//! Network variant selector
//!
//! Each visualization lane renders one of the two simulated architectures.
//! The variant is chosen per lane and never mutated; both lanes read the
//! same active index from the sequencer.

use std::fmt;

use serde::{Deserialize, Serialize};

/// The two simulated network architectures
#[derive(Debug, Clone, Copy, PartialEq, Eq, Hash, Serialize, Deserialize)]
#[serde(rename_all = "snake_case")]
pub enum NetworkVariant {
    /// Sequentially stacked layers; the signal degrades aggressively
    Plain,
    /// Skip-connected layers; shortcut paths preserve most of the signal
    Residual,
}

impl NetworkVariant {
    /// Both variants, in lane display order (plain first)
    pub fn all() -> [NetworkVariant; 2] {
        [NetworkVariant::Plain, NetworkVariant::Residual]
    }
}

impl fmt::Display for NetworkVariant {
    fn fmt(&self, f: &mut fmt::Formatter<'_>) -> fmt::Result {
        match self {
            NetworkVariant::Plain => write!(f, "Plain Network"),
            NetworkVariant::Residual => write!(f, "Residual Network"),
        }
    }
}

WORK INSTRUCTION:
Only a number is wanted here: how many lines above hold the string "Deserialize"?

EXERCISE RESPONSE:
2